Objective: Recent evidence suggests that intermediate-length polyglutamine (PolyQ) expansions in the ataxin-2 ( ATXN-2 ) gene are a risk factor for amyotrophic lateral sclerosis (ALS). This work was undertaken with the aim to investigate the frequency of ataxin-1 ( ATXN-1 ) and ATXN-2 PolyQ expansions in a cohort of patients with sporadic ALS (sALS) and patients with familial ALS (fALS) from southern Italy.
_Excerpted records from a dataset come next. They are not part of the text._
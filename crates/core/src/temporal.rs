//! Calendar arithmetic for `Date` and `Timestamp` values.
//!
//! Dates are days since 1970-01-01 in the proleptic Gregorian calendar,
//! timestamps are microseconds since 1970-01-01 00:00:00 with no time zone.

use alloc::format;
use alloc::string::String;

pub const MICROS_PER_SECOND: i64 = 1_000_000;
pub const MICROS_PER_DAY: i64 = 86_400 * MICROS_PER_SECOND;

/// Converts a civil date to days since the epoch.
pub fn days_from_civil(year: i64, month: u32, day: u32) -> i64 {
    let y = if month <= 2 { year - 1 } else { year };
    let era = (if y >= 0 { y } else { y - 399 }) / 400;
    let yoe = y - era * 400;
    let m = month as i64;
    let doy = (153 * (if m > 2 { m - 3 } else { m + 9 }) + 2) / 5 + day as i64 - 1;
    let doe = yoe * 365 + yoe / 4 - yoe / 100 + doy;
    era * 146_097 + doe - 719_468
}

/// Converts days since the epoch to `(year, month, day)`.
pub fn civil_from_days(days: i64) -> (i64, u32, u32) {
    let z = days + 719_468;
    let era = (if z >= 0 { z } else { z - 146_096 }) / 146_097;
    let doe = z - era * 146_097;
    let yoe = (doe - doe / 1460 + doe / 36_524 - doe / 146_096) / 365;
    let doy = doe - (365 * yoe + yoe / 4 - yoe / 100);
    let mp = (5 * doy + 2) / 153;
    let day = (doy - (153 * mp + 2) / 5 + 1) as u32;
    let month = (if mp < 10 { mp + 3 } else { mp - 9 }) as u32;
    let year = yoe + era * 400 + i64::from(month <= 2);
    (year, month, day)
}

fn days_in_month(year: i64, month: u32) -> u32 {
    match month {
        1 | 3 | 5 | 7 | 8 | 10 | 12 => 31,
        4 | 6 | 9 | 11 => 30,
        _ => {
            let leap = (year % 4 == 0 && year % 100 != 0) || year % 400 == 0;
            if leap {
                29
            } else {
                28
            }
        }
    }
}

fn parse_number(s: &str) -> Option<i64> {
    if s.is_empty() || !s.bytes().all(|b| b.is_ascii_digit()) {
        return None;
    }
    s.parse().ok()
}

/// Parses `YYYY-MM-DD` into days since the epoch.
pub fn parse_date(input: &str) -> Option<i32> {
    let s = input.trim();
    let mut parts = s.splitn(3, '-');
    let year = parse_number(parts.next()?)?;
    let month = parse_number(parts.next()?)? as u32;
    let day = parse_number(parts.next()?)? as u32;
    if !(1..=12).contains(&month) || day == 0 || day > days_in_month(year, month) {
        return None;
    }
    i32::try_from(days_from_civil(year, month, day)).ok()
}

/// Parses `YYYY-MM-DD[ |T]HH:MM[:SS[.ffffff]]` into microseconds since the epoch.
///
/// A bare date is accepted as midnight.
pub fn parse_timestamp(input: &str) -> Option<i64> {
    let s = input.trim();
    let (date_part, time_part) = match s.find(|c: char| c == ' ' || c == 'T') {
        Some(pos) => (&s[..pos], Some(s[pos + 1..].trim())),
        None => (s, None),
    };
    let days = parse_date(date_part)? as i64;
    let mut micros = days * MICROS_PER_DAY;
    if let Some(time) = time_part {
        let (clock, fraction) = match time.split_once('.') {
            Some((c, f)) => (c, Some(f)),
            None => (time, None),
        };
        let mut fields = clock.split(':');
        let hour = parse_number(fields.next()?)?;
        let minute = parse_number(fields.next()?)?;
        let second = match fields.next() {
            Some(sec) => parse_number(sec)?,
            None => 0,
        };
        if fields.next().is_some() || hour > 23 || minute > 59 || second > 59 {
            return None;
        }
        micros += ((hour * 60 + minute) * 60 + second) * MICROS_PER_SECOND;
        if let Some(frac) = fraction {
            if frac.is_empty() || frac.len() > 6 {
                return None;
            }
            let mut value = parse_number(frac)?;
            for _ in frac.len()..6 {
                value *= 10;
            }
            micros += value;
        }
    }
    Some(micros)
}

/// Formats days since the epoch as `YYYY-MM-DD`.
pub fn format_date(days: i32) -> String {
    let (y, m, d) = civil_from_days(days as i64);
    format!("{:04}-{:02}-{:02}", y, m, d)
}

/// Formats microseconds since the epoch as `YYYY-MM-DD HH:MM:SS[.ffffff]`.
pub fn format_timestamp(micros: i64) -> String {
    let days = micros.div_euclid(MICROS_PER_DAY);
    let rem = micros.rem_euclid(MICROS_PER_DAY);
    let (y, m, d) = civil_from_days(days);
    let secs = rem / MICROS_PER_SECOND;
    let frac = rem % MICROS_PER_SECOND;
    let (hh, mm, ss) = (secs / 3600, (secs / 60) % 60, secs % 60);
    if frac == 0 {
        format!("{:04}-{:02}-{:02} {:02}:{:02}:{:02}", y, m, d, hh, mm, ss)
    } else {
        format!(
            "{:04}-{:02}-{:02} {:02}:{:02}:{:02}.{:06}",
            y, m, d, hh, mm, ss, frac
        )
    }
}

/// Field selector for `EXTRACT`.
#[derive(Clone, Copy, Debug, PartialEq, Eq, Hash)]
pub enum DatePart {
    Year,
    Month,
    Day,
    Hour,
    Minute,
    Second,
}

/// Extracts a calendar field from a timestamp.
pub fn extract(part: DatePart, micros: i64) -> i64 {
    let days = micros.div_euclid(MICROS_PER_DAY);
    let secs = micros.rem_euclid(MICROS_PER_DAY) / MICROS_PER_SECOND;
    let (y, m, d) = civil_from_days(days);
    match part {
        DatePart::Year => y,
        DatePart::Month => m as i64,
        DatePart::Day => d as i64,
        DatePart::Hour => secs / 3600,
        DatePart::Minute => (secs / 60) % 60,
        DatePart::Second => secs % 60,
    }
}

/// Truncates a timestamp down to the start of its day, month or year.
pub fn truncate(part: DatePart, micros: i64) -> i64 {
    let days = micros.div_euclid(MICROS_PER_DAY);
    let (y, m, _) = civil_from_days(days);
    let start = match part {
        DatePart::Year => days_from_civil(y, 1, 1),
        DatePart::Month => days_from_civil(y, m, 1),
        DatePart::Day => days,
        DatePart::Hour | DatePart::Minute | DatePart::Second => {
            let unit = match part {
                DatePart::Hour => 3600 * MICROS_PER_SECOND,
                DatePart::Minute => 60 * MICROS_PER_SECOND,
                _ => MICROS_PER_SECOND,
            };
            return micros.div_euclid(unit) * unit;
        }
    };
    start * MICROS_PER_DAY
}

#[cfg(test)]
mod tests {
    use super::*;

    #[test]
    fn test_civil_roundtrip_known_dates() {
        assert_eq!(days_from_civil(1970, 1, 1), 0);
        assert_eq!(days_from_civil(2000, 3, 1), 11_017);
        assert_eq!(civil_from_days(11_017), (2000, 3, 1));
        assert_eq!(civil_from_days(-1), (1969, 12, 31));
    }

    #[test]
    fn test_parse_date() {
        assert_eq!(parse_date("1970-01-02"), Some(1));
        assert_eq!(parse_date("2024-02-29").map(format_date).as_deref(), Some("2024-02-29"));
        assert_eq!(parse_date("2023-02-29"), None);
        assert_eq!(parse_date("2023-13-01"), None);
        assert_eq!(parse_date("garbage"), None);
    }

    #[test]
    fn test_parse_timestamp() {
        let ts = parse_timestamp("1970-01-02 01:02:03.5").unwrap();
        assert_eq!(ts, MICROS_PER_DAY + 3_723 * MICROS_PER_SECOND + 500_000);
        assert_eq!(format_timestamp(ts), "1970-01-02 01:02:03.500000");
        assert_eq!(parse_timestamp("1970-01-01"), Some(0));
        assert_eq!(parse_timestamp("1970-01-01 25:00:00"), None);
    }

    #[test]
    fn test_extract_and_truncate() {
        let ts = parse_timestamp("2021-07-15 10:20:30").unwrap();
        assert_eq!(extract(DatePart::Year, ts), 2021);
        assert_eq!(extract(DatePart::Month, ts), 7);
        assert_eq!(extract(DatePart::Minute, ts), 20);
        assert_eq!(
            format_timestamp(truncate(DatePart::Month, ts)),
            "2021-07-01 00:00:00"
        );
    }
}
Methods: We assessed the PolyQ lengths of ATXN-1 and ATXN-2 in 405 patients with sALS, 13 patients with fALS, and 296 unrelated controls without history of neurodegenerative disorders. Results: We found significantly higher intermediate PolyQ expansions ≥32 for ATXN-1 alleles and ≥28 for ATXN-2 alleles in the sALS cohort ( ATXN-1 : ALS, 7.07% vs controls, 2.38%; p = 0.0001; ATXN-2 : ALS, 2.72% vs controls, 0.5%; p = 0.001). ATXN-1 CAT and ATXN-2 CAA interruptions were detected in patients with ALS only. Age at onset, site of onset, and sex were not significantly related to the ATXN-1 or ATXN-2 PolyQ repeat length expansions. Conclusions: Both ATXN-1 and ATXN-2 PolyQ intermediate expansions are independently associated with an increased risk for ALS.